- What needs to be done -
The expected result is every line of the records, printed exactly.
---------- Extracted information
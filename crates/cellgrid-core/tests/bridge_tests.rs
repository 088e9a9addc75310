// Tower bridge: stream ingest, polling fallback, delta reset on
// reconnect, and the quiet-stream watchdog. Runs under paused time.

mod common;

use std::sync::Arc;
use std::time::Duration;

use tokio::sync::broadcast;
use tokio_util::sync::CancellationToken;

use cellgrid_api::{FleetSnapshot, StreamMessage};
use cellgrid_core::model::EventSource;
use cellgrid_core::{CoreConfig, IncidentBus, LogRing, SnapshotStore, TowerBridge, TowerDevice};

use common::{healthy_site, outage_site, snapshot, FakeTowerDevice};

struct Fixture {
    device: Arc<FakeTowerDevice>,
    store: Arc<SnapshotStore>,
    bus: Arc<IncidentBus>,
    log: Arc<LogRing>,
    bridge: Arc<TowerBridge>,
}

fn fixture(initial: FleetSnapshot, config: &CoreConfig) -> Fixture {
    let device = Arc::new(FakeTowerDevice::new(initial));
    let store = Arc::new(SnapshotStore::new());
    let bus = Arc::new(IncidentBus::new());
    let log = Arc::new(LogRing::new("supervisor"));
    let bridge = TowerBridge::new(
        Arc::clone(&device) as Arc<dyn TowerDevice>,
        Arc::clone(&store),
        Arc::clone(&bus),
        Arc::clone(&log),
        config,
    );
    Fixture {
        device,
        store,
        bus,
        log,
        bridge,
    }
}

/// Config that keeps the poll and watchdog loops out of the way.
fn stream_only_config() -> CoreConfig {
    CoreConfig {
        poll_interval_secs: 86_400,
        quiet_after_secs: 86_400,
        ..CoreConfig::default()
    }
}

async fn wait_for(mut condition: impl FnMut() -> bool) {
    for _ in 0..500 {
        if condition() {
            return;
        }
        tokio::time::sleep(Duration::from_millis(10)).await;
    }
    panic!("condition not reached");
}

#[tokio::test(start_paused = true)]
async fn apply_snapshot_runs_the_full_pipeline() {
    let f = fixture(snapshot(vec![]), &stream_only_config());

    // Prime, then degrade: deltas plus a state.update per application.
    f.bridge
        .apply_snapshot(&snapshot(vec![("S1", healthy_site())]), EventSource::Poll);
    f.bridge
        .apply_snapshot(&snapshot(vec![("S1", outage_site())]), EventSource::Poll);

    assert!(f.store.site("S1").is_some());

    let kinds: Vec<&str> = f
        .bus
        .recent_events()
        .iter()
        .map(|e| e.event_type())
        .collect();
    assert_eq!(
        kinds,
        vec![
            "state.update",    // first application (nothing to diff yet)
            "alarm.raised",    // MainsFailure
            "alarm.raised",    // ServiceUnavailable
            "service.changed", // antenna1
            "service.changed", // antenna2
            "state.update",
        ]
    );
}

#[tokio::test(start_paused = true)]
async fn stream_messages_flow_onto_the_bus() {
    let f = fixture(snapshot(vec![]), &stream_only_config());
    let (tx, rx) = broadcast::channel(16);
    let cancel = CancellationToken::new();
    let tasks = Arc::clone(&f.bridge).spawn(rx, cancel.clone());

    tx.send(StreamMessage::Connected).unwrap();
    wait_for(|| {
        f.bus
            .recent_events()
            .iter()
            .any(|e| e.event_type() == "bus.reconnected")
    })
    .await;

    tx.send(StreamMessage::Snapshot(Arc::new(snapshot(vec![(
        "S1",
        outage_site(),
    )]))))
    .unwrap();
    wait_for(|| f.store.site("S1").is_some()).await;

    // First snapshot after a connect is a bootstrap ingest: present
    // alarms are raised with the bootstrap marker.
    wait_for(|| {
        f.bus.recent_events().iter().any(|e| {
            matches!(
                e.as_ref(),
                cellgrid_core::BusEvent::AlarmRaised { bootstrap: true, .. }
            )
        })
    })
    .await;

    tx.send(StreamMessage::Disconnected).unwrap();
    wait_for(|| {
        f.bus
            .recent_events()
            .iter()
            .any(|e| e.event_type() == "bus.disconnected")
    })
    .await;

    cancel.cancel();
    for task in tasks {
        let _ = task.await;
    }
}

#[tokio::test(start_paused = true)]
async fn polling_keeps_ingest_alive_without_a_stream() {
    let config = CoreConfig {
        poll_interval_secs: 5,
        quiet_after_secs: 86_400,
        ..CoreConfig::default()
    };
    let f = fixture(snapshot(vec![("S1", outage_site())]), &config);
    let (_tx, rx) = broadcast::channel(16);
    let cancel = CancellationToken::new();
    let tasks = Arc::clone(&f.bridge).spawn(rx, cancel.clone());

    tokio::time::sleep(Duration::from_secs(6)).await;

    wait_for(|| f.store.site("S1").is_some()).await;
    assert!(f
        .bus
        .recent_events()
        .iter()
        .any(|e| e.event_type() == "state.update"));

    cancel.cancel();
    for task in tasks {
        let _ = task.await;
    }
}

#[tokio::test(start_paused = true)]
async fn quiet_connected_stream_warns() {
    let config = CoreConfig {
        poll_interval_secs: 86_400,
        quiet_after_secs: 15,
        ..CoreConfig::default()
    };
    let f = fixture(snapshot(vec![]), &config);
    let (tx, rx) = broadcast::channel(16);
    let cancel = CancellationToken::new();
    let tasks = Arc::clone(&f.bridge).spawn(rx, cancel.clone());

    tx.send(StreamMessage::Connected).unwrap();
    tokio::time::sleep(Duration::from_secs(30)).await;

    wait_for(|| f.log.entries().iter().any(|e| e.line.contains("stream quiet"))).await;

    // A silent but disconnected stream does not warn; the device trace
    // proves nothing else ran.
    assert!(f.device.commands().is_empty());

    cancel.cancel();
    for task in tasks {
        let _ = task.await;
    }
}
--------------------
- Your solution -
filename crates/cellgrid-core/tests/bridge_tests.rs
repository 088e9a9addc75310
// Tower bridge: stream ingest, polling fallback, delta reset on
// reconnect, and the quiet-stream watchdog. Runs under paused time.

mod common;

use std::sync::Arc;
use std::time::Duration;

use tokio::sync::broadcast;
use tokio_util::sync::CancellationToken;

use cellgrid_api::{FleetSnapshot, StreamMessage};
use cellgrid_core::model::EventSource;
use cellgrid_core::{CoreConfig, IncidentBus, LogRing, SnapshotStore, TowerBridge, TowerDevice};

use common::{healthy_site, outage_site, snapshot, FakeTowerDevice};

struct Fixture {
    device: Arc<FakeTowerDevice>,
    store: Arc<SnapshotStore>,
    bus: Arc<IncidentBus>,
    log: Arc<LogRing>,
    bridge: Arc<TowerBridge>,
}

fn fixture(initial: FleetSnapshot, config: &CoreConfig) -> Fixture {
    let device = Arc::new(FakeTowerDevice::new(initial));
    let store = Arc::new(SnapshotStore::new());
    let bus = Arc::new(IncidentBus::new());
    let log = Arc::new(LogRing::new("supervisor"));
    let bridge = TowerBridge::new(
        Arc::clone(&device) as Arc<dyn TowerDevice>,
        Arc::clone(&store),
        Arc::clone(&bus),
        Arc::clone(&log),
        config,
    );
    Fixture {
        device,
        store,
        bus,
        log,
        bridge,
    }
}

/// Config that keeps the poll and watchdog loops out of the way.
fn stream_only_config() -> CoreConfig {
    CoreConfig {
        poll_interval_secs: 86_400,
        quiet_after_secs: 86_400,
        ..CoreConfig::default()
    }
}

async fn wait_for(mut condition: impl FnMut() -> bool) {
    for _ in 0..500 {
        if condition() {
            return;
        }
        tokio::time::sleep(Duration::from_millis(10)).await;
    }
    panic!("condition not reached");
}

#[tokio::test(start_paused = true)]
async fn apply_snapshot_runs_the_full_pipeline() {
    let f = fixture(snapshot(vec![]), &stream_only_config());

    // Prime, then degrade: deltas plus a state.update per application.
    f.bridge
        .apply_snapshot(&snapshot(vec![("S1", healthy_site())]), EventSource::Poll);
    f.bridge
        .apply_snapshot(&snapshot(vec![("S1", outage_site())]), EventSource::Poll);

    assert!(f.store.site("S1").is_some());

    let kinds: Vec<&str> = f
        .bus
        .recent_events()
        .iter()
        .map(|e| e.event_type())
        .collect();
    assert_eq!(
        kinds,
        vec![
            "state.update",    // first application (nothing to diff yet)
            "alarm.raised",    // MainsFailure
            "alarm.raised",    // ServiceUnavailable
            "service.changed", // antenna1
            "service.changed", // antenna2
            "state.update",
        ]
    );
}

#[tokio::test(start_paused = true)]
async fn stream_messages_flow_onto_the_bus() {
    let f = fixture(snapshot(vec![]), &stream_only_config());
    let (tx, rx) = broadcast::channel(16);
    let cancel = CancellationToken::new();
    let tasks = Arc::clone(&f.bridge).spawn(rx, cancel.clone());

    tx.send(StreamMessage::Connected).unwrap();
    wait_for(|| {
        f.bus
            .recent_events()
            .iter()
            .any(|e| e.event_type() == "bus.reconnected")
    })
    .await;

    tx.send(StreamMessage::Snapshot(Arc::new(snapshot(vec![(
        "S1",
        outage_site(),
    )]))))
    .unwrap();
    wait_for(|| f.store.site("S1").is_some()).await;

    // First snapshot after a connect is a bootstrap ingest: present
    // alarms are raised with the bootstrap marker.
    wait_for(|| {
        f.bus.recent_events().iter().any(|e| {
            matches!(
                e.as_ref(),
                cellgrid_core::BusEvent::AlarmRaised { bootstrap: true, .. }
            )
        })
    })
    .await;

    tx.send(StreamMessage::Disconnected).unwrap();
    wait_for(|| {
        f.bus
            .recent_events()
            .iter()
            .any(|e| e.event_type() == "bus.disconnected")
    })
    .await;

    cancel.cancel();
    for task in tasks {
        let _ = task.await;
    }
}

#[tokio::test(start_paused = true)]
async fn polling_keeps_ingest_alive_without_a_stream() {
    let config = CoreConfig {
        poll_interval_secs: 5,
        quiet_after_secs: 86_400,
        ..CoreConfig::default()
    };
    let f = fixture(snapshot(vec![("S1", outage_site())]), &config);
    let (_tx, rx) = broadcast::channel(16);
    let cancel = CancellationToken::new();
    let tasks = Arc::clone(&f.bridge).spawn(rx, cancel.clone());

    tokio::time::sleep(Duration::from_secs(6)).await;

    wait_for(|| f.store.site("S1").is_some()).await;
    assert!(f
        .bus
        .recent_events()
        .iter()
        .any(|e| e.event_type() == "state.update"));

    cancel.cancel();
    for task in tasks {
        let _ = task.await;
    }
}

#[tokio::test(start_paused = true)]
async fn quiet_connected_stream_warns() {
    let config = CoreConfig {
        poll_interval_secs: 86_400,
        quiet_after_secs: 15,
        ..CoreConfig::default()
    };
    let f = fixture(snapshot(vec![]), &config);
    let (tx, rx) = broadcast::channel(16);
    let cancel = CancellationToken::new();
    let tasks = Arc::clone(&f.bridge).spawn(rx, cancel.clone());

    tx.send(StreamMessage::Connected).unwrap();
    tokio::time::sleep(Duration::from_secs(30)).await;

    wait_for(|| f.log.entries().iter().any(|e| e.line.contains("stream quiet"))).await;

    // A silent but disconnected stream does not warn; the device trace
    // proves nothing else ran.
    assert!(f.device.commands().is_empty());

    cancel.cancel();
    for task in tasks {
        let _ = task.await;
    }
}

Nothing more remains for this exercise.